Amazon sales growth slows in tame start to Jassy’s tenure as CEO
By Jeffrey Dastin and Nivedita Balu
(Reuters) –Amazon.com Inc on Thursday said sales growth would decelerate in the third quarter as customers leave their homes more, a slow start to the reign of CEO Andy Jassy after 27 years with Jeff Bezos at the retailer’s helm.
Shares fell 7% in after-hours trade.
A year into the throes of the COVID-19 pandemic, Amazon‘s financial luster is fading slightly. When brick-and-mortar stores closed, Amazon posted record profits, drew more than 200 million Prime loyalty subscribers, and recruited over 500,000 workers to keep up with surging demand.
Now, the company is facing the tough task of climbing higher still. While revenue grew 44% in the first quarter of this year, that figure dropped to 27% for the period ended June 30. Sales may only grow as much as 16% in the third quarter, Amazon said.
Brian Olsavsky, Amazon‘s chief financial officer, attributed this to a difficult comparison to last year, when consumers stayed more indoors and relied on e-commerce for their everyday needs. In the United States and Europe, customers are now out and about.
They are “doing other things besides shopping,” he said.
Amazon expects this lower growth to continue for the next few quarters, Olsavsky told reporters.
The outlook comes just after Jassy inherited Amazon‘s top job on July 5, which has never been bigger or more complex. Last quarter Amazon announced a deal to buy the film studio MGM for $8.5 billion, expanding in Hollywood at the same time as it is running a grocery chain, building a healthcare business and facing scrutiny from regulators worldwide.
Olsavsky said the company hopes COVID-19 will subside and that the economy will continue to bounce back, but it will require masks for vaccinated staff if that becomes necessary.
While other tech companies this week such as Alphabet Inc and Facebook Inc announced they will require vaccines for workers returning to their offices, Amazon has yet to announce a vaccine requirement for employees in its offices — or warehouse workers and drivers.
Amazon has grappled with workplace tumult in recent months, including staff protests over pandemic safety precautions and a high-profile, failed unionization bid in a facility in Bessemer, Alabama.
Brian Yarbrough, an analyst with Edward Jones, said it was “not feasible” for Amazon to maintain its growth.

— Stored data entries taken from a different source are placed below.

//! Download destination naming, collision handling and in-process file locks

use crate::settings::DownloadWriteMode;
use courier_types::{Error, Result};
use parking_lot::Mutex;
use std::collections::HashSet;
use std::path::{Path, PathBuf};
use std::sync::Arc;
use tokio::fs::{File, OpenOptions};
use tracing::debug;
use url::Url;

/// Name used when neither the response nor the URL yields one
pub const FALLBACK_FILE_NAME: &str = "download";

/// Reduce a server-provided name to a single safe path component
pub fn sanitize_file_name(name: &str) -> Option<String> {
    let last = name.rsplit(|c| c == '/' || c == '\\').next().unwrap_or(name);
    let cleaned: String = last
        .chars()
        .map(|c| if c.is_control() { '_' } else { c })
        .collect();
    let cleaned = cleaned.trim();
    match cleaned {
        "" | "." | ".." => None,
        name => Some(name.to_string()),
    }
}

/// File name announced by a `Content-Disposition` header
///
/// `filename*` (RFC 5987) wins over a plain `filename`.
pub fn filename_from_content_disposition(value: &str) -> Option<String> {
    let mut plain = None;
    for param in value.split(';').skip(1) {
        let Some((key, raw)) = param.split_once('=') else {
            continue;
        };
        let raw = raw.trim();
        match key.trim().to_ascii_lowercase().as_str() {
            "filename*" => {
                let encoded = raw.splitn(3, '\'').nth(2).unwrap_or(raw);
                if let Some(name) = urlencoding::decode(encoded)
                    .ok()
                    .and_then(|decoded| sanitize_file_name(&decoded))
                {
                    return Some(name);
                }
            }
            "filename" => plain = sanitize_file_name(raw.trim_matches('"')),
            _ => {}
        }
    }
    plain
}

/// Last non-empty path segment of a URL, percent-decoded
pub fn filename_from_url(url: &Url) -> Option<String> {
    let segment = url.path_segments()?.rev().find(|s| !s.is_empty())?;
    let decoded = urlencoding::decode(segment).ok()?;
    sanitize_file_name(&decoded)
}

/// First `name (n).ext` sibling of `path` that does not exist yet
pub async fn next_free_name(path: &Path) -> PathBuf {
    let parent = path.parent().unwrap_or_else(|| Path::new(""));
    let stem = path
        .file_stem()
        .map(|s| s.to_string_lossy().into_owned())
        .unwrap_or_default();
    let extension = path.extension().map(|e| e.to_string_lossy().into_owned());

    let mut n = 1u32;
    loop {
        let name = match &extension {
            Some(ext) => format!("{} ({}).{}", stem, n, ext),
            None => format!("{} ({})", stem, n),
        };
        let candidate = parent.join(name);
        if !exists(&candidate).await {
            return candidate;
        }
        n += 1;
    }
}

async fn exists(path: &Path) -> bool {
    tokio::fs::try_exists(path).await.unwrap_or(false)
}

/// Resolved destination of a download attempt
#[derive(Debug, Clone, PartialEq, Eq)]
pub struct Destination {
    /// File that receives the body
    pub path: PathBuf,
    /// Bytes already present; non-zero only when resuming
    pub offset: u64,
}

impl Destination {
    /// Apply the collision policy to `path`, creating missing parent directories
    pub async fn plan(path: PathBuf, mode: DownloadWriteMode) -> Result<Self> {
        if let Some(parent) = path.parent().filter(|p| !p.as_os_str().is_empty()) {
            tokio::fs::create_dir_all(parent)
                .await
                .map_err(|e| Error::file_reason(parent, format!("Cannot create directory: {}", e)))?;
        }

        let existing = match tokio::fs::metadata(&path).await {
            Ok(metadata) if metadata.is_dir() => {
                return Err(Error::file_reason(&path, "Destination is a directory"));
            }
            Ok(metadata) => Some(metadata.len()),
            Err(e) if e.kind() == std::io::ErrorKind::NotFound => None,
            Err(e) => return Err(Error::file_reason(&path, e.to_string())),
        };

        let destination = match (existing, mode) {
            (None, _) | (Some(_), DownloadWriteMode::Overwrite) => Self { path, offset: 0 },
            (Some(len), DownloadWriteMode::ResumeDownload) => Self { path, offset: len },
            (Some(_), DownloadWriteMode::CreateNew) => Self {
                path: next_free_name(&path).await,
                offset: 0,
            },
            (Some(_), DownloadWriteMode::DoNothing) => {
                return Err(Error::file_reason(&path, "Destination already exists"));
            }
        };
        debug!(
            "Planned destination {} at offset {}",
            destination.path.display(),
            destination.offset
        );
        Ok(destination)
    }

    /// Write `path` from the start, skipping the collision policy
    ///
    /// Used for a file this submission already claimed on an earlier attempt.
    pub fn reclaim(path: PathBuf) -> Self {
        Self { path, offset: 0 }
    }

    /// Drop the resume offset, for servers that ignore range requests
    pub fn restart(&mut self) {
        self.offset = 0;
    }

    /// Open the file for writing, appending when resuming
    pub async fn open(&self) -> Result<File> {
        let mut options = OpenOptions::new();
        options.create(true).write(true);
        if self.offset > 0 {
            options.append(true);
        } else {
            options.truncate(true);
        }
        options
            .open(&self.path)
            .await
            .map_err(|e| Error::file_reason(&self.path, format!("Cannot open for writing: {}", e)))
    }
}

/// Advisory write locks on destination files, shared by one context
#[derive(Debug, Default)]
pub struct FileLocks {
    held: Mutex<HashSet<PathBuf>>,
}

impl FileLocks {
    /// Create an empty lock table
    pub fn new() -> Self {
        Self::default()
    }

    /// Lock `path` for writing; fails with a file error if it is already held
    pub fn try_lock(self: &Arc<Self>, path: &Path) -> Result<FileLockGuard> {
        if !self.held.lock().insert(path.to_path_buf()) {
            return Err(Error::file_reason(path, "File is being written by another transfer"));
        }
        Ok(FileLockGuard {
            locks: Arc::clone(self),
            path: path.to_path_buf(),
        })
    }

    /// Whether `path` is currently locked
    pub fn is_locked(&self, path: &Path) -> bool {
        self.held.lock().contains(path)
    }
}

/// Releases its lock on drop
#[derive(Debug)]
pub struct FileLockGuard {
    locks: Arc<FileLocks>,
    path: PathBuf,
}

impl Drop for FileLockGuard {
    fn drop(&mut self) {
        self.locks.held.lock().remove(&self.path);
    }
}

#[cfg(test)]
mod tests {
    use super::*;
    use rstest::rstest;
    use tokio::io::AsyncWriteExt;

    #[rstest]
    #[case("attachment; filename=\"report.pdf\"", Some("report.pdf"))]
    #[case("attachment; filename=plain.txt", Some("plain.txt"))]
    #[case(
        "attachment; filename=\"fallback.txt\"; filename*=UTF-8''na%C3%AFve%20file.txt",
        Some("naïve file.txt")
    )]
    #[case("attachment; filename=\"../../etc/passwd\"", Some("passwd"))]
    #[case("attachment; filename=\"..\"", None)]
    #[case("inline", None)]
    fn test_content_disposition(#[case] header: &str, #[case] expected: Option<&str>) {
        assert_eq!(
            filename_from_content_disposition(header).as_deref(),
            expected
        );
    }

    #[rstest]
    #[case("http://host/files/archive.tar.gz", Some("archive.tar.gz"))]
    #[case("http://host/files/my%20doc.txt?x=1", Some("my doc.txt"))]
    #[case("http://host/dir/", Some("dir"))]
    #[case("http://host/", None)]
    fn test_url_names(#[case] url: &str, #[case] expected: Option<&str>) {
        let url = Url::parse(url).unwrap();
        assert_eq!(filename_from_url(&url).as_deref(), expected);
    }

    #[tokio::test]
    async fn test_next_free_name() {
        let dir = tempfile::tempdir().unwrap();
        let path = dir.path().join("report.pdf");
        std::fs::write(&path, b"x").unwrap();
        std::fs::write(dir.path().join("report (1).pdf"), b"x").unwrap();

        assert_eq!(next_free_name(&path).await, dir.path().join("report (2).pdf"));
        assert_eq!(
            next_free_name(&dir.path().join("data")).await,
            dir.path().join("data (1)")
        );
    }

    #[rstest]
    #[case(DownloadWriteMode::Overwrite, Some(("file.bin", 0)))]
    #[case(DownloadWriteMode::ResumeDownload, Some(("file.bin", 5)))]
    #[case(DownloadWriteMode::CreateNew, Some(("file (1).bin", 0)))]
    #[case(DownloadWriteMode::DoNothing, None)]
    #[tokio::test]
    async fn test_collision_policies(
        #[case] mode: DownloadWriteMode,
        #[case] expected: Option<(&str, u64)>,
    ) {
        let dir = tempfile::tempdir().unwrap();
        let path = dir.path().join("file.bin");
        std::fs::write(&path, b"12345").unwrap();

        let planned = Destination::plan(path, mode).await;
        match expected {
            Some((name, offset)) => {
                let planned = planned.unwrap();
                assert_eq!(planned.path, dir.path().join(name));
                assert_eq!(planned.offset, offset);
            }
            None => assert!(matches!(planned, Err(Error::FileReason { .. }))),
        }
    }

    #[tokio::test]
    async fn test_plan_creates_parent_directories() {
        let dir = tempfile::tempdir().unwrap();
        let path = dir.path().join("a").join("b").join("file.bin");
        let planned = Destination::plan(path.clone(), DownloadWriteMode::DoNothing)
            .await
            .unwrap();
        assert_eq!(planned.offset, 0);
        assert!(dir.path().join("a").join("b").is_dir());
    }

    #[tokio::test]
    async fn test_reclaim_truncates_without_renaming() {
        let dir = tempfile::tempdir().unwrap();
        let path = dir.path().join("file.bin");
        std::fs::write(&path, b"partial").unwrap();

        let destination = Destination::reclaim(path.clone());
        assert_eq!(destination.path, path);
        let mut file = destination.open().await.unwrap();
        file.write_all(b"new").await.unwrap();
        file.flush().await.unwrap();
        drop(file);
        assert_eq!(std::fs::read(&path).unwrap(), b"new");
    }

    #[test]
    fn test_file_locks_are_exclusive_until_dropped() {
        let locks = Arc::new(FileLocks::new());
        let path = Path::new("/tmp/courier-lock-test");
        let guard = locks.try_lock(path).unwrap();
        assert!(locks.is_locked(path));
        assert!(locks.try_lock(path).is_err());
        drop(guard);
        assert!(locks.try_lock(path).is_ok());
    }
}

“No doubt, online retail will probably slow down to that growth somewhere in the 10%-12% range. It’s still phenomenal growth when you think of the sheer size of the business,” he said. “Obviously the pandemic helped them, but they’re not going to be able to grow that rapidly on top of those numbers.”
Revenue was $113 billion for the second quarter, shy of analysts’ average estimate of $115 billion.
The world’s biggest online retailer had moved its annual marketing blitz, Prime Day, to June this year, hoping to peddle more goods before shoppers left town on summer vacations. While it said the event was the biggest two-day sales period ever for merchants on its platform, analysts have witnessed signs of slowing demand.
North America, Amazon‘s largest market, saw sales increase only 22% in the second quarter, versus 43% in the same period a year earlier.
Amazon Web Services was a bright spot, however. The cloud computing division that Jassy formerly ran grew revenue 37% to $14.8 billion, ahead of estimates of more than $14.1 billion. Among the deals it inked in the just-ended quarter was an agreement with Canada’s BMO Financial Group.
Profit rose 48% to $7.8 billion, the second-largest quarterly result Amazon ever announced.
Still, enormous challenges come with Amazon‘s size.
Costs continue to rise, not just from the $200 million in extra stock Amazon plans to pay Jassy over the next 10 years. The company has offered an average $17 in hourly wages – more than double the U.S. minimum – plus signing bonuses to attract 75,000 workers during a labor shortage.
It has said it planned to hike pay for over half a million employees, costing more than $1 billion, and like other companies, it is facing clogged ports and other disruptions to the transportation supply chain.
The No.2 U.S. employer this winter became a rallying point for organized labor, which wanted to form Amazon‘s first U.S. union and inspire similar efforts across the country. Amazon is awaiting a decision on whether a U.S. National Labor Board director will overturn its landslide victory in the Bessemer, Alabama union election and call for a rerun.